───── DATA RECORDS

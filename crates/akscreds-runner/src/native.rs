use std::io::ErrorKind;
use std::process::Stdio;

use crate::error::RunnerError;

use super::{CommandSpec, ProcessOutput, ProcessRunner};

/// Native process runner using `std::process::Command`.
///
/// - Uses `Command::new().args()` only - NO shell string evaluation
/// - stdin is closed; stdout and stderr are captured
/// - Blocks until the child exits
#[derive(Debug, Clone, Copy, Default)]
pub struct NativeRunner;

impl NativeRunner {
    #[must_use]
    pub const fn new() -> Self {
        Self
    }
}

impl ProcessRunner for NativeRunner {
    fn run(&self, cmd: &CommandSpec) -> Result<ProcessOutput, RunnerError> {
        let program = cmd.program.to_string_lossy().into_owned();

        let child = cmd
            .to_command()
            .stdin(Stdio::null())
            .stdout(Stdio::piped())
            .stderr(Stdio::piped())
            .spawn()
            .map_err(|e| match e.kind() {
                ErrorKind::NotFound => RunnerError::ProgramNotFound {
                    program: program.clone(),
                },
                _ => RunnerError::SpawnFailed {
                    program: program.clone(),
                    reason: e.to_string(),
                },
            })?;

        let output = child
            .wait_with_output()
            .map_err(|e| RunnerError::WaitFailed {
                program,
                reason: e.to_string(),
            })?;

        Ok(ProcessOutput::new(
            output.stdout,
            output.stderr,
            output.status.code(),
        ))
    }
}

#[cfg(test)]
mod tests {
    use super::*;

    #[test]
    fn test_missing_program_is_reported() {
        let runner = NativeRunner::new();
        let cmd = CommandSpec::new("akscreds-definitely-not-a-real-binary").arg("--version");
        match runner.run(&cmd) {
            Err(RunnerError::ProgramNotFound { program }) => {
                assert_eq!(program, "akscreds-definitely-not-a-real-binary");
            }
            other => panic!("Expected ProgramNotFound, got {other:?}"),
        }
    }

    #[cfg(unix)]
    #[test]
    fn test_captures_stdout_and_exit_code() {
        let runner = NativeRunner::new();
        let output = runner
            .run(&CommandSpec::new("sh").args(["-c", "printf hello; exit 3"]))
            .unwrap();
        assert_eq!(output.stdout_string(), "hello");
        assert_eq!(output.exit_code, Some(3));
        assert!(!output.success());
    }

    #[cfg(unix)]
    #[test]
    fn test_arguments_are_not_shell_expanded() {
        let runner = NativeRunner::new();
        let output = runner
            .run(&CommandSpec::new("echo").arg("$(whoami)"))
            .unwrap();
        assert_eq!(output.stdout_string().trim(), "$(whoami)");
    }
}
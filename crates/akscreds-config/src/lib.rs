//! Configuration for akscreds
//!
//! Precedence: CLI arguments > `AKSCREDS_*` environment > config file > defaults.

mod discovery;
mod model;
mod sources;
mod validation;

pub use model::{
    CliArgs, Config, Defaults, FetchConfig, SubscriptionsConfig, ToolsConfig,
    DEFAULT_LOGIN_MODE, DEFAULT_TARGET_DELAY_MS, LOGIN_MODES, MAX_TARGET_DELAY_MS,
};
pub use akscreds_utils::types::ConfigSource;
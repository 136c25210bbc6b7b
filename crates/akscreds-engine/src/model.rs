//! Domain model: subscriptions, clusters, and the outcomes a run accumulates.

use chrono::{DateTime, Utc};
use serde::{Deserialize, Serialize};

use akscreds_runner::ExecutionResult;

/// One Azure subscription, as listed by `az account list`.
#[derive(Debug, Clone, PartialEq, Eq, Serialize, Deserialize)]
pub struct Subscription {
    pub id: String,
    pub display_name: String,
}

impl Subscription {
    pub fn new(id: impl Into<String>, display_name: impl Into<String>) -> Self {
        Self {
            id: id.into(),
            display_name: display_name.into(),
        }
    }
}

/// One AKS cluster inside a subscription.
///
/// Identity is `(subscription_id, name)`.
#[derive(Debug, Clone, PartialEq, Eq, Serialize, Deserialize)]
pub struct Cluster {
    pub name: String,
    pub resource_group: String,
    pub subscription_id: String,
}

impl Cluster {
    pub fn new(
        name: impl Into<String>,
        resource_group: impl Into<String>,
        subscription_id: impl Into<String>,
    ) -> Self {
        Self {
            name: name.into(),
            resource_group: resource_group.into(),
            subscription_id: subscription_id.into(),
        }
    }
}

/// The fixed steps of the credential fetch sequence, in execution order.
#[derive(Debug, Clone, Copy, PartialEq, Eq, Serialize, Deserialize)]
#[serde(rename_all = "snake_case")]
pub enum FetchStep {
    /// Scope the CLI session to the cluster's subscription
    Select,
    /// Merge the cluster's credentials into the local kubeconfig
    Fetch,
    /// Rewrite the kubeconfig entry to delegate auth to the Azure CLI
    Convert,
}

impl FetchStep {
    pub const ALL: [FetchStep; 3] = [FetchStep::Select, FetchStep::Fetch, FetchStep::Convert];

    #[must_use]
    pub const fn as_str(&self) -> &'static str {
        match self {
            Self::Select => "select",
            Self::Fetch => "fetch",
            Self::Convert => "convert",
        }
    }
}

impl std::fmt::Display for FetchStep {
    fn fmt(&self, f: &mut std::fmt::Formatter<'_>) -> std::fmt::Result {
        f.write_str(self.as_str())
    }
}

/// Result of running the fetch sequence for one cluster.
#[derive(Debug, Clone, PartialEq, Eq, Serialize)]
pub struct SequenceOutcome {
    pub cluster: Cluster,
    /// Steps that succeeded before the first failure (0-3)
    pub steps_completed: usize,
    /// True iff `steps_completed == 3`
    pub succeeded: bool,
    #[serde(skip_serializing_if = "Option::is_none")]
    pub failure_reason: Option<String>,
    #[serde(skip_serializing_if = "Option::is_none")]
    pub failed_step: Option<FetchStep>,
    /// One entry per step attempted
    pub executions: Vec<ExecutionResult>,
}

/// Found/succeeded counts for one processed subscription.
#[derive(Debug, Clone, PartialEq, Eq, Serialize)]
pub struct ScopeSummary {
    pub subscription: Subscription,
    pub targets_found: usize,
    pub targets_succeeded: usize,
}

impl ScopeSummary {
    /// Tally the outcomes of one subscription's clusters.
    #[must_use]
    pub fn from_outcomes(subscription: Subscription, outcomes: &[SequenceOutcome]) -> Self {
        Self {
            subscription,
            targets_found: outcomes.len(),
            targets_succeeded: outcomes.iter().filter(|o| o.succeeded).count(),
        }
    }

    #[must_use]
    pub fn targets_failed(&self) -> usize {
        self.targets_found - self.targets_succeeded
    }
}

/// Totals for a whole run.
#[derive(Debug, Clone, Copy, PartialEq, Eq, Serialize)]
pub struct RunSummary {
    pub scopes_processed: usize,
    pub targets_found: usize,
    pub targets_succeeded: usize,
    pub dry_run: bool,
}

impl RunSummary {
    /// Sum per-subscription summaries.
    #[must_use]
    pub fn from_scopes<'a>(scopes: impl IntoIterator<Item = &'a ScopeSummary>, dry_run: bool) -> Self {
        scopes.into_iter().fold(
            Self {
                scopes_processed: 0,
                targets_found: 0,
                targets_succeeded: 0,
                dry_run,
            },
            |acc, scope| Self {
                scopes_processed: acc.scopes_processed + 1,
                targets_found: acc.targets_found + scope.targets_found,
                targets_succeeded: acc.targets_succeeded + scope.targets_succeeded,
                dry_run,
            },
        )
    }

    #[must_use]
    pub fn targets_failed(&self) -> usize {
        self.targets_found - self.targets_succeeded
    }
}

/// One processed subscription with the outcome of every cluster in it.
#[derive(Debug, Clone, PartialEq, Eq, Serialize)]
pub struct ScopeReport {
    pub summary: ScopeSummary,
    pub outcomes: Vec<SequenceOutcome>,
}

/// Everything a run produced, in processing order.
#[derive(Debug, Clone, Serialize)]
pub struct RunReport {
    pub summary: RunSummary,
    /// Subscriptions listed before filtering
    pub subscriptions_discovered: usize,
    pub scopes: Vec<ScopeReport>,
    pub started_at: DateTime<Utc>,
    pub finished_at: DateTime<Utc>,
}

impl RunReport {
    /// Per-subscription summaries, in processing order.
    pub fn scope_summaries(&self) -> impl Iterator<Item = &ScopeSummary> {
        self.scopes.iter().map(|scope| &scope.summary)
    }

    /// Every cluster outcome across all subscriptions.
    pub fn outcomes(&self) -> impl Iterator<Item = &SequenceOutcome> {
        self.scopes.iter().flat_map(|scope| scope.outcomes.iter())
    }
}

#[cfg(test)]
mod tests {
    use super::*;

    fn outcome(name: &str, succeeded: bool) -> SequenceOutcome {
        SequenceOutcome {
            cluster: Cluster::new(name, "rg", "sub"),
            steps_completed: if succeeded { 3 } else { 1 },
            succeeded,
            failure_reason: (!succeeded).then(|| "boom".to_string()),
            failed_step: (!succeeded).then_some(FetchStep::Fetch),
            executions: Vec::new(),
        }
    }

    #[test]
    fn test_scope_summary_counts() {
        let summary = ScopeSummary::from_outcomes(
            Subscription::new("s1", "Dev"),
            &[outcome("a", true), outcome("b", false), outcome("c", true)],
        );
        assert_eq!(summary.targets_found, 3);
        assert_eq!(summary.targets_succeeded, 2);
        assert_eq!(summary.targets_failed(), 1);
    }

    #[test]
    fn test_run_summary_sums_scopes() {
        let scopes = vec![
            ScopeSummary::from_outcomes(Subscription::new("s1", "Dev"), &[outcome("a", true)]),
            ScopeSummary::from_outcomes(Subscription::new("s2", "Prod"), &[]),
            ScopeSummary::from_outcomes(
                Subscription::new("s3", "Test"),
                &[outcome("b", false), outcome("c", true)],
            ),
        ];
        let run = RunSummary::from_scopes(&scopes, false);
        assert_eq!(run.scopes_processed, 3);
        assert_eq!(run.targets_found, 3);
        assert_eq!(run.targets_succeeded, 2);
        assert!(!run.dry_run);
    }

    #[test]
    fn test_empty_run_summary() {
        let run = RunSummary::from_scopes(std::iter::empty(), true);
        assert_eq!(run.scopes_processed, 0);
        assert_eq!(run.targets_found, 0);
        assert!(run.dry_run);
    }

    #[test]
    fn test_outcome_serialization_omits_empty_failure() {
        let json = serde_json::to_value(outcome("a", true)).unwrap();
        assert!(json.get("failure_reason").is_none());
        assert_eq!(json["steps_completed"], 3);

        let json = serde_json::to_value(outcome("b", false)).unwrap();
        assert_eq!(json["failed_step"], "fetch");
    }
}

──────────

• **WHAT YOU SHOULD DO**
Return each line in the records that holds the string "FetchStep".

• **WORKED SOLUTION**
pub enum FetchStep {
impl FetchStep {
    pub const ALL: [FetchStep; 3] = [FetchStep::Select, FetchStep::Fetch, FetchStep::Convert];
impl std::fmt::Display for FetchStep {
    pub failed_step: Option<FetchStep>,
            failed_step: (!succeeded).then_some(FetchStep::Fetch),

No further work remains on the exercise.